• Task prompt: Write out, word for word, every line in the data below from the one containing "runs cut short" to the one containing "even when empty.", both of them included.

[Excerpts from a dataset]

//! Report rendering
//!
//! Renders a [`TestSuiteReport`] as a Markdown document: header with run
//! metadata, summary table, one block per result and a closing verdict.
//! A JSON export of the same report is available for tooling.

use super::result::{RunCompletion, TestStatus, TestSuiteReport};
use serde::{Deserialize, Serialize};
use std::fmt::{self, Write as _};
use std::path::{Path, PathBuf};
use thiserror::Error;

/// Report writing errors
#[derive(Error, Debug)]
pub enum ReportError {
    /// Artifact could not be written
    #[error("Cannot write report {}: {source}", path.display())]
    Io {
        /// Target file
        path: PathBuf,
        /// Underlying error
        source: std::io::Error,
    },

    /// Report could not be serialized
    #[error("Cannot serialize report: {0}")]
    Serialize(#[from] serde_json::Error),
}

/// Success-rate thresholds behind the verdict
#[derive(Debug, Clone, Copy, PartialEq, Serialize, Deserialize)]
#[serde(default)]
pub struct AcceptanceThresholds {
    /// Rate at or above which the run is accepted
    pub accept: f64,
    /// Rate at or above which the run is accepted with reservations
    pub conditional: f64,
}

impl Default for AcceptanceThresholds {
    fn default() -> Self {
        Self {
            accept: 0.90,
            conditional: 0.75,
        }
    }
}

/// Closing verdict of a run
#[derive(Debug, Clone, Copy, PartialEq, Eq, Serialize, Deserialize)]
pub enum Verdict {
    /// Success rate reached the accept threshold
    Accepted,
    /// Success rate reached the conditional threshold only
    ConditionallyAccepted,
    /// Anything else, including runs cut short
    Rejected,
}

impl Verdict {
    /// Verdict for a report under `thresholds`
    pub fn of(report: &TestSuiteReport, thresholds: &AcceptanceThresholds) -> Self {
        if !report.completion.is_complete() || report.total() == 0 {
            return Self::Rejected;
        }
        let rate = report.success_rate();
        if rate >= thresholds.accept {
            Self::Accepted
        } else if rate >= thresholds.conditional {
            Self::ConditionallyAccepted
        } else {
            Self::Rejected
        }
    }
}

impl fmt::Display for Verdict {
    fn fmt(&self, f: &mut fmt::Formatter<'_>) -> fmt::Result {
        match self {
            Self::Accepted => write!(f, "ACCEPTED"),
            Self::ConditionallyAccepted => write!(f, "ACCEPTED WITH RESERVATIONS"),
            Self::Rejected => write!(f, "REJECTED"),
        }
    }
}

fn percent(part: usize, total: usize) -> f64 {
    if total == 0 {
        0.0
    } else {
        part as f64 * 100.0 / total as f64
    }
}

/// Markdown report generator
#[derive(Debug, Clone)]
pub struct ReportGenerator {
    title: String,
    thresholds: AcceptanceThresholds,
}

impl Default for ReportGenerator {
    fn default() -> Self {
        Self::new("Device Validation Report", AcceptanceThresholds::default())
    }
}

impl ReportGenerator {
    /// Create a generator
    pub fn new(title: impl Into<String>, thresholds: AcceptanceThresholds) -> Self {
        Self {
            title: title.into(),
            thresholds,
        }
    }

    /// Verdict this generator would print for `report`
    pub fn verdict(&self, report: &TestSuiteReport) -> Verdict {
        Verdict::of(report, &self.thresholds)
    }

    /// Render the report as Markdown. Never fails, even when empty.
    pub fn render(&self, report: &TestSuiteReport) -> String {
        let mut out = String::new();
        // Writing into a String cannot fail.
        let _ = self.render_into(&mut out, report);
        out
    }

    fn render_into(&self, out: &mut String, report: &TestSuiteReport) -> fmt::Result {
        let total = report.total();

        writeln!(out, "# {}", self.title)?;
        writeln!(out)?;
        for (key, value) in &report.metadata {
            writeln!(out, "**{key}:** {value}  ")?;
        }
        writeln!(out)?;
        writeln!(out, "---")?;
        writeln!(out)?;

        writeln!(out, "## Summary")?;
        writeln!(out)?;
        writeln!(out, "| Metric | Value |")?;
        writeln!(out, "|--------|-------|")?;
        writeln!(out, "| **Total Tests** | {total} |")?;
        writeln!(out, "| **Passed** | {} ({:.1}%) |", report.passed(), percent(report.passed(), total))?;
        writeln!(out, "| **Failed** | {} ({:.1}%) |", report.failed(), percent(report.failed(), total))?;
        writeln!(
            out,
            "| **Inconclusive** | {} ({:.1}%) |",
            report.inconclusive(),
            percent(report.inconclusive(), total)
        )?;
        writeln!(out, "| **Success Rate** | {:.1}% |", report.success_rate() * 100.0)?;
        writeln!(out)?;

        match &report.completion {
            RunCompletion::Completed => {}
            RunCompletion::Interrupted => {
                writeln!(out, "> **Run interrupted.** Remaining cases were not executed.")?;
                writeln!(out)?;
            }
            RunCompletion::ConnectionLost(reason) => {
                writeln!(out, "> **Connection lost:** {reason}. Remaining cases were not executed.")?;
                writeln!(out)?;
            }
        }

        writeln!(out, "---")?;
        writeln!(out)?;
        writeln!(out, "## Detailed Results")?;
        writeln!(out)?;
        if total == 0 {
            writeln!(out, "_No tests executed._")?;
            writeln!(out)?;
        }
        for result in report.results() {
            let tag = match result.status() {
                TestStatus::Pass => "[PASS]",
                TestStatus::Fail => "[FAIL]",
                TestStatus::Inconclusive => "[INCONCLUSIVE]",
            };
            writeln!(out, "### Test {}: {}", result.id(), result.name())?;
            writeln!(out)?;
            writeln!(out, "**Status:** {tag} {}  ", result.status())?;
            writeln!(out, "**Expected:** {}  ", result.expected())?;
            writeln!(out, "**Actual:** {}  ", result.actual())?;
            if !result.notes().is_empty() {
                writeln!(out, "**Notes:** {}  ", result.notes())?;
            }
            writeln!(out, "**Timestamp:** {}", result.timestamp().format("%Y-%m-%d %H:%M:%S"))?;
            writeln!(out)?;
        }

        writeln!(out, "---")?;
        writeln!(out)?;
        writeln!(out, "## Verdict")?;
        writeln!(out)?;
        writeln!(
            out,
            "**{}** (accept at {:.0}%, conditional at {:.0}%)",
            self.verdict(report),
            self.thresholds.accept * 100.0,
            self.thresholds.conditional * 100.0
        )?;
        Ok(())
    }

    /// Render and write the Markdown artifact.
    pub fn write(&self, report: &TestSuiteReport, path: &Path) -> Result<(), ReportError> {
        std::fs::write(path, self.render(report)).map_err(|source| ReportError::Io {
            path: path.to_path_buf(),
            source,
        })
    }

    /// Write the report as pretty-printed JSON.
    pub fn write_json(&self, report: &TestSuiteReport, path: &Path) -> Result<(), ReportError> {
        let json = serde_json::to_string_pretty(report)?;
        std::fs::write(path, json).map_err(|source| ReportError::Io {
            path: path.to_path_buf(),
            source,
        })
    }
}
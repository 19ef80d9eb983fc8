//! Test cases and the context they run in
//!
//! A case drives the device through a [`CaseContext`]: configuration and
//! trigger commands, observation waits, telemetry samples. Conditions are
//! turned into results with [`Check`], which reports INCONCLUSIVE whenever
//! a sample is missing instead of comparing against a made-up zero.

use super::channel::{CommandChannel, CommandRequest, CommandResponse};
use super::result::{TestResult, TestStatus};
use super::telemetry::{self, RegisterSample};
use super::tolerance::evaluate;
use super::transport::TransportError;
use async_trait::async_trait;
use parking_lot::Mutex;
use std::time::Duration;
use thiserror::Error;
use tokio_util::sync::CancellationToken;
use tracing::debug;

/// Errors raised inside a case
#[derive(Error, Debug)]
pub enum CaseError {
    /// The link failed
    #[error(transparent)]
    Transport(#[from] TransportError),

    /// The run was cancelled while the case was in flight
    #[error("Interrupted")]
    Interrupted,

    /// The device rejected or ignored its configuration
    #[error("Setup failed: {0}")]
    Setup(String),

    /// A step could not be carried out
    #[error("Step failed: {0}")]
    Step(String),
}

impl CaseError {
    /// Whether the link is gone, which ends the run.
    pub fn is_connection_loss(&self) -> bool {
        matches!(self, Self::Transport(e) if e.is_connection_loss())
    }
}

/// Defaults a case falls back on when a step leaves them unspecified
#[derive(Debug, Clone, Copy, PartialEq)]
pub struct StepDefaults {
    /// Settle time for reads
    pub settle: Duration,
    /// Settle time for configuration commands
    pub config_settle: Duration,
    /// Tolerance fraction
    pub tolerance: f64,
}

impl Default for StepDefaults {
    fn default() -> Self {
        Self {
            settle: Duration::from_millis(500),
            config_settle: Duration::from_millis(1000),
            tolerance: 0.05,
        }
    }
}

/// Everything a running case may touch
pub struct CaseContext {
    channel: CommandChannel,
    cancel: CancellationToken,
    defaults: StepDefaults,
    recorded: Mutex<Vec<TestResult>>,
}

impl CaseContext {
    /// Create a context
    pub fn new(channel: CommandChannel, cancel: CancellationToken, defaults: StepDefaults) -> Self {
        Self {
            channel,
            cancel,
            defaults,
            recorded: Mutex::new(Vec::new()),
        }
    }

    /// Hand a result to the run as soon as it exists.
    ///
    /// Recorded results survive a later error or interrupt in the same case.
    pub fn record(&self, result: TestResult) {
        debug!(id = result.id(), status = %result.status(), "result recorded");
        self.recorded.lock().push(result);
    }

    /// Take every result recorded since the previous take.
    pub fn take_recorded(&self) -> Vec<TestResult> {
        std::mem::take(&mut *self.recorded.lock())
    }

    /// Step defaults
    pub fn defaults(&self) -> &StepDefaults {
        &self.defaults
    }

    /// Underlying channel
    pub fn channel(&self) -> &CommandChannel {
        &self.channel
    }

    /// Mutable access to the channel, for teardown
    pub fn channel_mut(&mut self) -> &mut CommandChannel {
        &mut self.channel
    }

    /// Whether the run has been cancelled
    pub fn is_cancelled(&self) -> bool {
        self.cancel.is_cancelled()
    }

    /// Exchange one command, unwinding at once if the run is cancelled.
    pub async fn send(&self, line: &str, settle: Duration) -> Result<CommandResponse, CaseError> {
        if self.cancel.is_cancelled() {
            return Err(CaseError::Interrupted);
        }
        let request = CommandRequest::new(line, settle);
        tokio::select! {
            () = self.cancel.cancelled() => Err(CaseError::Interrupted),
            response = self.channel.exchange(&request) => Ok(response?),
        }
    }

    /// Send a configuration command with the configuration settle time.
    pub async fn configure(&self, line: &str) -> Result<CommandResponse, CaseError> {
        self.send(line, self.defaults.config_settle).await
    }

    /// Wait while the device does its work.
    pub async fn observe(&self, duration: Duration) -> Result<(), CaseError> {
        debug!(secs = duration.as_secs_f64(), "observing");
        tokio::select! {
            () = self.cancel.cancelled() => Err(CaseError::Interrupted),
            () = tokio::time::sleep(duration) => Ok(()),
        }
    }

    /// Issue a sampling command and extract `address` from its response.
    pub async fn sample(&self, line: &str, address: u32) -> Result<RegisterSample, CaseError> {
        let response = self.send(line, self.defaults.settle).await?;
        Ok(telemetry::sample(response.text(), address))
    }

    /// Issue one sampling command and extract several addresses from it.
    pub async fn sample_many(&self, line: &str, addresses: &[u32]) -> Result<Vec<RegisterSample>, CaseError> {
        let response = self.send(line, self.defaults.settle).await?;
        Ok(addresses
            .iter()
            .map(|a| telemetry::sample(response.text(), *a))
            .collect())
    }
}

/// A named, ordered sequence of steps producing one or more results
#[async_trait]
pub trait TestCase: Send + Sync {
    /// Identifier, e.g. `1.2`
    fn id(&self) -> &str;

    /// Human-readable name
    fn name(&self) -> &str;

    /// Run the case against the device.
    ///
    /// Results may be returned, or recorded on `ctx` as they are produced.
    /// The run keeps recorded results ahead of returned ones, and keeps them
    /// even when the case then fails.
    async fn execute(&self, ctx: &CaseContext) -> Result<Vec<TestResult>, CaseError>;
}

fn missing(sample: &RegisterSample) -> String {
    format!("no value for register {}", sample.address)
}

/// Turns sampled values into results for one checked condition
#[derive(Debug, Clone, Copy)]
pub struct Check<'a> {
    id: &'a str,
    name: &'a str,
}

impl<'a> Check<'a> {
    /// Check reported under `id` and `name`
    pub fn new(id: &'a str, name: &'a str) -> Self {
        Self { id, name }
    }

    fn result(&self, status: TestStatus, expected: String, actual: String) -> TestResult {
        TestResult::new(self.id, self.name, status, expected, actual)
    }

    fn inconclusive(&self, expected: String, sample: &RegisterSample) -> TestResult {
        self.result(TestStatus::Inconclusive, expected, missing(sample))
            .with_notes("expected telemetry not found in response")
    }

    /// `sample` lies within `tolerance` of `expected`.
    pub fn tolerance(&self, sample: &RegisterSample, expected: f64, tolerance: f64) -> TestResult {
        let wanted = format!("{expected} +/- {:.1}%", tolerance * 100.0);
        let Some(observed) = sample.value else {
            return self.inconclusive(wanted, sample);
        };
        let eval = evaluate(expected, observed as f64, tolerance);
        let status = if eval.within_tolerance {
            TestStatus::Pass
        } else {
            TestStatus::Fail
        };
        self.result(status, wanted, observed.to_string())
            .with_notes(format!("deviation {:.2}%", eval.deviation_percent()))
    }

    /// `sample` equals `expected` exactly.
    pub fn exact(&self, sample: &RegisterSample, expected: i64) -> TestResult {
        let wanted = expected.to_string();
        let Some(observed) = sample.value else {
            return self.inconclusive(wanted, sample);
        };
        let status = if observed == expected {
            TestStatus::Pass
        } else {
            TestStatus::Fail
        };
        self.result(status, wanted, observed.to_string())
    }

    /// Two samples of the same register are equal.
    pub fn unchanged(&self, first: &RegisterSample, second: &RegisterSample) -> TestResult {
        let wanted = "value unchanged".to_string();
        let (Some(a), Some(b)) = (first.value, second.value) else {
            let absent = if first.is_present() { second } else { first };
            return self.inconclusive(wanted, absent);
        };
        let status = if a == b { TestStatus::Pass } else { TestStatus::Fail };
        self.result(status, wanted, format!("{a} -> {b}"))
            .with_notes(format!("difference {}", b - a))
    }

    /// The second sample advanced past the first by about `expected`.
    pub fn delta(
        &self,
        first: &RegisterSample,
        second: &RegisterSample,
        expected: f64,
        tolerance: f64,
    ) -> TestResult {
        let wanted = format!("increase of {expected} +/- {:.1}%", tolerance * 100.0);
        let (Some(a), Some(b)) = (first.value, second.value) else {
            let absent = if first.is_present() { second } else { first };
            return self.inconclusive(wanted, absent);
        };
        let eval = evaluate(expected, (b - a) as f64, tolerance);
        let status = if eval.within_tolerance {
            TestStatus::Pass
        } else {
            TestStatus::Fail
        };
        self.result(status, wanted, format!("{a} -> {b} ({:+})", b - a))
            .with_notes(format!("deviation {:.2}%", eval.deviation_percent()))
    }

    /// `sample` matches `unwrapped` folded into a `bits`-wide register.
    pub fn wrapped(&self, sample: &RegisterSample, unwrapped: i64, bits: u32, tolerance: f64) -> TestResult {
        let modulus = 1i64 << bits.clamp(1, 62);
        let expected = unwrapped.rem_euclid(modulus);
        let mut result = self.tolerance(sample, expected as f64, tolerance);
        if result.status() != TestStatus::Inconclusive {
            let notes = format!("{unwrapped} mod {modulus} = {expected}; {}", result.notes());
            result = result.with_notes(notes);
        }
        result
    }
}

• Task answer:
    /// Anything else, including runs cut short
    Rejected,
}

impl Verdict {
    /// Verdict for a report under `thresholds`
    pub fn of(report: &TestSuiteReport, thresholds: &AcceptanceThresholds) -> Self {
        if !report.completion.is_complete() || report.total() == 0 {
            return Self::Rejected;
        }
        let rate = report.success_rate();
        if rate >= thresholds.accept {
            Self::Accepted
        } else if rate >= thresholds.conditional {
            Self::ConditionallyAccepted
        } else {
            Self::Rejected
        }
    }
}

impl fmt::Display for Verdict {
    fn fmt(&self, f: &mut fmt::Formatter<'_>) -> fmt::Result {
        match self {
            Self::Accepted => write!(f, "ACCEPTED"),
            Self::ConditionallyAccepted => write!(f, "ACCEPTED WITH RESERVATIONS"),
            Self::Rejected => write!(f, "REJECTED"),
        }
    }
}

fn percent(part: usize, total: usize) -> f64 {
    if total == 0 {
        0.0
    } else {
        part as f64 * 100.0 / total as f64
    }
}

/// Markdown report generator
#[derive(Debug, Clone)]
pub struct ReportGenerator {
    title: String,
    thresholds: AcceptanceThresholds,
}

impl Default for ReportGenerator {
    fn default() -> Self {
        Self::new("Device Validation Report", AcceptanceThresholds::default())
    }
}

impl ReportGenerator {
    /// Create a generator
    pub fn new(title: impl Into<String>, thresholds: AcceptanceThresholds) -> Self {
        Self {
            title: title.into(),
            thresholds,
        }
    }

    /// Verdict this generator would print for `report`
    pub fn verdict(&self, report: &TestSuiteReport) -> Verdict {
        Verdict::of(report, &self.thresholds)
    }

    /// Render the report as Markdown. Never fails, even when empty.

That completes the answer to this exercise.